O sinal que eu te dou
sexta-feira, 25 de dezembro de 2009 @ 23:04
O quê é que eu faço com você? Não me resta muita escolha a essa altura: toco o foda-se adiante e me estendo na amplitude desse verbo, sem prever coisa alguma senão o toque que já foi dado; e eu que me julgava objetiva, retorno às facetas da ambigüidade e suas duas mãos, suas – percebe agora onde é que foi parar toda a minha sobriedade, né? Eu leio nesse teu sorrisinho cínico aquela estreiteza esperta de quem já esteve ali e não pede mais carona para lugar nenhum, e sem reservas nem excessos eu me lanço inteira e à mil nos teus contornos, na tua estrada empoeirada, na tua garupa equilibrada. Semáforos amarelos e eu me roço nas costas do perigo: receios ao vento, suspensos, confluindo aos solavancos nas labaredas que nos prostram mais próximos um do outro; agora sou toda fluídos, inteirinha esparsa nesse ardor líquido.
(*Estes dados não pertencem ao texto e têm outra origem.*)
//! GadgetsInc chat backend.
//!
//! This crate wires the workspace together: it reads configuration, selects
//! one completion backend, and serves the chat API and the two MCP tool
//! servers. It also re-exports the member crates so embedders need a single
//! dependency.
//!
//! ```rust
//! use std::sync::Arc;
//!
//! use gadgets::providers::mock_provider;
//! use gadgets::runtime::{chat_service, demo_storefront};
//!
//! # #[tokio::main(flavor = "current_thread")]
//! # async fn main() {
//! let storefront = demo_storefront();
//! let provider = Arc::new(mock_provider(Arc::clone(&storefront), false));
//! let service = chat_service(provider, storefront, 4).expect("tools register once");
//!
//! let reply = service.simple_chat("How much does the tablet cost?").await.expect("mock reply");
//! assert!(reply.contains("Tablet"));
//! # }
//! ```

mod app;

pub mod config;
pub mod prelude;
pub mod providers;
pub mod runtime;
pub mod server;

pub use gcatalog;
pub use gchat;
pub use gcommon;
pub use gobserve;
pub use gprovider;
pub use gtooling;

pub use app::{run, run_chat, run_tool_server};
pub use gchat::{ChatError, ChatErrorKind, ChatFrame, ChatService, ChatServiceBuilder, encode_frames};
pub use gcommon::{BoxFuture, MetadataMap, RequestId};
pub use gprovider::{
    Message, ModelProvider, ModelRequest, ModelResponse, ProviderError, ProviderErrorKind,
    ProviderId, Role, StreamEvent, ToolCall, ToolDefinition, ToolResult,
};
pub use gtooling::{
    DefaultToolRuntime, ToolError, ToolErrorKind, ToolExecutionContext, ToolExecutionResult,
    ToolRegistry, ToolRuntime,
};
pub use providers::{SetupError, SetupErrorKind, build_provider};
Solicito a parada mais próxima para descansar e você sorri, "está tudo bem, relaxa", e tenho truques e vontades, todas quietinhas sob a carcaça dessa falsa pausa que é mais uma história pra te conquistar. Escuta: mordo-me em beijos que remontam suas carícias, gosto de você e rôo unhas - a verdade é que eu não canso de ser tua, eu não canso.